David MIller
Jason Aston
Lucas Werthein

Historical Radio

A radio which moves the listener through time and space

Classes
Introduction to Physical Computing


The historical radio uses a familiar interface to navigate through historical radio broadcasts from multiple genres of music and news. The tracks are curated to provide an educational experience, highlighting events across time (move through time) or across the world and genres at the same time (move through space).
This device would fit in at a history museum, and is designed to be understandable and usable by anone who has ever used a radio: turn the tuning knob to move through time, turn the band selector switch to move through space.

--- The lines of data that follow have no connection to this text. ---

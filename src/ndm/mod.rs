//! Clients for the router firmware (NDM)
//!
//! - [`rci`]: the local management API, used to find the LAN address
//! - [`resolver`]: picks the base URL of the web-auth endpoint
//! - [`challenge`]: the realm/challenge hashing scheme
//! - [`verifier`]: the two-step `/auth` login protocol

pub mod challenge;
pub mod rci;
pub mod resolver;
pub mod verifier;

pub use challenge::Challenge;
pub use rci::{InterfaceInfo, RciClient};
pub use resolver::{ResolvedTarget, TargetResolver, TargetSource};
pub use verifier::{ChallengeResponseVerifier, LoginMethod, VerifiedLogin};

use crate::error::Result;
use std::time::Duration;

/// Default timeout for every router call
pub const DEFAULT_ROUTER_TIMEOUT: Duration = Duration::from_secs(5);

/// HTTP client for router calls.
///
/// Redirects are never followed automatically and idle connections are not
/// pooled, so each verification opens and closes its own connection.
pub fn build_http_client(timeout: Duration) -> Result<reqwest::Client> {
    let client = reqwest::Client::builder()
        .timeout(timeout)
        .connect_timeout(timeout)
        .redirect(reqwest::redirect::Policy::none())
        .pool_max_idle_per_host(0)
        .user_agent(concat!("trusttunnel-manager/", env!("CARGO_PKG_VERSION")))
        .build()?;
    Ok(client)
}
//! Short-lived cache of router verdicts for forward delegation
//!
//! Keys are SHA-256 digests, never the credentials themselves. Expired
//! entries are never served and are swept on every insert, so there is no
//! background task for this cache.

use sha2::{Digest, Sha256};
use std::collections::HashMap;
use std::time::Duration;
use tokio::sync::RwLock;
use tokio::time::Instant;
use tracing::trace;

/// Default verdict lifetime
pub const DEFAULT_CACHE_TTL: Duration = Duration::from_secs(30);

/// Cached router verdict
#[derive(Debug, Clone, Copy)]
pub struct CacheEntry {
    pub valid: bool,
    pub expires_at: Instant,
}

#[derive(Debug)]
pub struct VerificationCache {
    entries: RwLock<HashMap<String, CacheEntry>>,
    ttl: Duration,
}

impl VerificationCache {
    pub fn new(ttl: Duration) -> Self {
        Self {
            entries: RwLock::new(HashMap::new()),
            ttl,
        }
    }

    /// Cached verdict, or `None` when absent or expired
    pub async fn get(&self, key: &str) -> Option<bool> {
        let entries = self.entries.read().await;
        let entry = entries.get(key)?;
        if Instant::now() >= entry.expires_at {
            return None;
        }
        Some(entry.valid)
    }

    /// Record a verdict and sweep expired entries
    pub async fn put(&self, key: impl Into<String>, valid: bool) {
        let now = Instant::now();
        let mut entries = self.entries.write().await;
        let before = entries.len();
        entries.retain(|_, entry| now < entry.expires_at);
        let swept = before - entries.len();
        if swept > 0 {
            trace!(swept, "Swept expired verification entries");
        }
        entries.insert(
            key.into(),
            CacheEntry {
                valid,
                expires_at: now + self.ttl,
            },
        );
    }

    pub async fn len(&self) -> usize {
        self.entries.read().await.len()
    }

    pub async fn is_empty(&self) -> bool {
        self.len().await == 0
    }

    pub fn ttl(&self) -> Duration {
        self.ttl
    }
}

/// Cache key for a username/password pair
pub fn credential_key(username: &str, password: &str) -> String {
    let mut hasher = Sha256::new();
    hasher.update(b"cred\0");
    // Length prefix keeps ("ab","c") and ("a","bc") apart
    hasher.update((username.len() as u64).to_be_bytes());
    hasher.update(username.as_bytes());
    hasher.update(password.as_bytes());
    hex::encode(hasher.finalize())
}

/// Cache key for a cookie set, independent of cookie order
pub fn cookie_key<N, V>(cookies: &[(N, V)]) -> String
where
    N: AsRef<str>,
    V: AsRef<str>,
{
    let mut pairs: Vec<String> = cookies
        .iter()
        .map(|(name, value)| format!("{}={}", name.as_ref(), value.as_ref()))
        .collect();
    pairs.sort();

    let mut hasher = Sha256::new();
    hasher.update(b"cookie\0");
    for pair in &pairs {
        hasher.update((pair.len() as u64).to_be_bytes());
        hasher.update(pair.as_bytes());
    }
    hex::encode(hasher.finalize())
}
//! Two-step login against the router's `/auth` endpoint
//!
//! 1. `GET /auth`, following at most one redirect by hand (HTTP to HTTPS
//!    upgrade). `200` means the connection is already trusted, `401` carries
//!    the realm and challenge headers.
//! 2. `POST /auth` with `{"login", "password": <challenge response>}`,
//!    replaying the cookies set by step 1. Only `200` is success.

use super::challenge::Challenge;
use crate::error::{ManagerError, Result};
use reqwest::header::{HeaderMap, COOKIE, LOCATION, SET_COOKIE};
use reqwest::{RequestBuilder, Response, StatusCode};
use serde::Serialize;
use std::time::Duration;
use tracing::{debug, info, warn};
use url::Url;

const AUTH_PATH: &str = "/auth";

/// How the router accepted a login
#[derive(Debug, Clone, Copy, PartialEq, Eq)]
pub enum LoginMethod {
    /// `GET /auth` answered `200` without a challenge
    AlreadyTrusted,
    /// Challenge answered and the `POST` accepted
    ChallengeResponse,
}

#[derive(Debug, Clone, PartialEq, Eq)]
pub struct VerifiedLogin {
    pub username: String,
    pub method: LoginMethod,
}

#[derive(Serialize)]
struct LoginBody<'a> {
    login: &'a str,
    password: &'a str,
}

/// Stateless client for the router's web-auth endpoint
#[derive(Debug, Clone)]
pub struct ChallengeResponseVerifier {
    base_url: String,
    http: reqwest::Client,
}

impl ChallengeResponseVerifier {
    pub fn new(base_url: impl Into<String>, timeout: Duration) -> Result<Self> {
        Ok(Self {
            base_url: base_url.into().trim_end_matches('/').to_string(),
            http: super::build_http_client(timeout)?,
        })
    }

    pub fn base_url(&self) -> &str {
        &self.base_url
    }

    pub fn auth_url(&self) -> String {
        format!("{}{}", self.base_url, AUTH_PATH)
    }

    /// Run the full login protocol for `username`/`password`
    pub async fn login(&self, username: &str, password: &str) -> Result<VerifiedLogin> {
        let (url, response) = self.probe(None).await?;

        match response.status() {
            StatusCode::OK => {
                debug!(username, "Router already trusts this connection");
                return Ok(VerifiedLogin {
                    username: username.to_string(),
                    method: LoginMethod::AlreadyTrusted,
                });
            }
            StatusCode::UNAUTHORIZED => {}
            status => {
                return Err(ManagerError::protocol(format!(
                    "unexpected status {status} from {url}"
                )))
            }
        }

        let challenge = Challenge::from_headers(response.headers())?;
        let cookies = cookie_header(response.headers());
        let response_hash = challenge.respond(username, password);

        let mut request = self.http.post(&url).json(&LoginBody {
            login: username,
            password: &response_hash,
        });
        if let Some(cookies) = cookies {
            request = request.header(COOKIE, cookies);
        }

        let response = send(request, &url).await?;
        if response.status() == StatusCode::OK {
            Ok(VerifiedLogin {
                username: username.to_string(),
                method: LoginMethod::ChallengeResponse,
            })
        } else {
            // Status stays in the debug log, callers only learn "invalid"
            debug!(status = %response.status(), "Router rejected credentials");
            Err(ManagerError::InvalidCredentials)
        }
    }

    /// Like [`login`](Self::login), but a rejection is `Ok(false)`.
    ///
    /// Unreachable and protocol errors are still returned so callers can
    /// avoid caching them.
    pub async fn verify(&self, username: &str, password: &str) -> Result<bool> {
        match self.login(username, password).await {
            Ok(_) => Ok(true),
            Err(ManagerError::InvalidCredentials) => Ok(false),
            Err(e) => Err(e),
        }
    }

    /// Single yes/no verification; any error counts as "no"
    pub async fn verify_once(&self, username: &str, password: &str) -> bool {
        match self.verify(username, password).await {
            Ok(valid) => valid,
            Err(e) => {
                warn!("Router verification failed: {e}");
                false
            }
        }
    }

    /// Ask the router whether the caller's own cookies are a live session.
    ///
    /// `cookies` is a ready `Cookie` header value.
    pub async fn verify_cookies(&self, cookies: &str) -> Result<bool> {
        let (_, response) = self.probe(Some(cookies)).await?;
        Ok(response.status() == StatusCode::OK)
    }

    /// `GET /auth`, following one redirect. Returns the URL that answered.
    async fn probe(&self, cookies: Option<&str>) -> Result<(String, Response)> {
        let url = self.auth_url();
        let response = self.get(&url, cookies).await?;

        if is_redirect(response.status()) {
            if let Some(location) = response
                .headers()
                .get(LOCATION)
                .and_then(|v| v.to_str().ok())
                .filter(|v| !v.is_empty())
            {
                let next = resolve_location(&url, location)?;
                info!(target_url = %next, "Following router auth redirect");
                let response = self.get(&next, cookies).await?;
                return Ok((next, response));
            }
        }

        Ok((url, response))
    }

    async fn get(&self, url: &str, cookies: Option<&str>) -> Result<Response> {
        let mut request = self.http.get(url);
        if let Some(cookies) = cookies {
            request = request.header(COOKIE, cookies);
        }
        send(request, url).await
    }
}

async fn send(request: RequestBuilder, url: &str) -> Result<Response> {
    request.send().await.map_err(|e| {
        if e.is_timeout() {
            ManagerError::unreachable(format!("request to {url} timed out"))
        } else if e.is_builder() {
            ManagerError::internal(format!("invalid router request: {e}"))
        } else {
            ManagerError::unreachable(format!("{url}: {e}"))
        }
    })
}

fn is_redirect(status: StatusCode) -> bool {
    matches!(status.as_u16(), 301 | 302 | 303 | 307 | 308)
}

fn resolve_location(current: &str, location: &str) -> Result<String> {
    let base = Url::parse(current)
        .map_err(|e| ManagerError::internal(format!("invalid auth URL {current}: {e}")))?;
    let next = base
        .join(location)
        .map_err(|e| ManagerError::protocol(format!("invalid redirect location {location:?}: {e}")))?;
    Ok(next.to_string())
}

/// Turn `Set-Cookie` headers into a `Cookie` header value
fn cookie_header(headers: &HeaderMap) -> Option<String> {
    let pairs: Vec<&str> = headers
        .get_all(SET_COOKIE)
        .iter()
        .filter_map(|v| v.to_str().ok())
        .filter_map(|v| v.split(';').next())
        .map(str::trim)
        .filter(|pair| pair.contains('=') && !pair.starts_with('='))
        .collect();

    if pairs.is_empty() {
        None
    } else {
        Some(pairs.join("; "))
    }
}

By selecting an automatic mode, the curation will take the listener along a path across time or space.

Background
I researched 1930s-1950s radio designs--particularly Raymond Loewy's designs for Hallicrafters from the 1940s and 1950s. To curate the tracks played, I researched radio history, and spent a great deal of time finding historical radio broadcast recordings and important songs to load onto the MP3 trigger.

Audience
The intended audience is museum attendees (or gallery show attendees). the device is usable by all ages, and the tracks chosen are appropriate for all ages as well.

User Scenario
A user would turn the radio on, select a starting band and tune to a marker on the dial denoting a historical event or person of note. From there, dependent on the settings selected, the radio will play a curated set of tracks related to the starting point, moving through time or space

Implementation
The case is made of hardwood, with a lacquered masonite front panel. This is similar to radios of the 1920s and 1930s in construction. Inside is an Arduino Mega, controlling a geared servo for 360 degree rotation of the tuning dial and a set of LEDs for the band indicators. A galvanometer is driven by an H-Bridge for the tuning indicator. A Robertsonics MP3 Trigger provides sound output.

Conclusion
As Prof. Igoe said at the beginning of this endeavour, interaction is the key issue, even more than hardware and software design. Technical problems were not insignificant, as the MP3 Trigger failed right before midterms, and the two-dimensional interactivity is not trivial to code. As always, things do take several times longer than expected, and hardware/software has led to some interesting behavior. Starting this relatively green, I have become much stronger with my programmatic thinking and hardware design skills.
Notable lessons include: design for disassembly and repair. As much as trying to make things elegant and compact is fine when it's mass-produced and once out of the factory done with. A burned-out LED in the middle of a block of things is an annoyance to disassemble.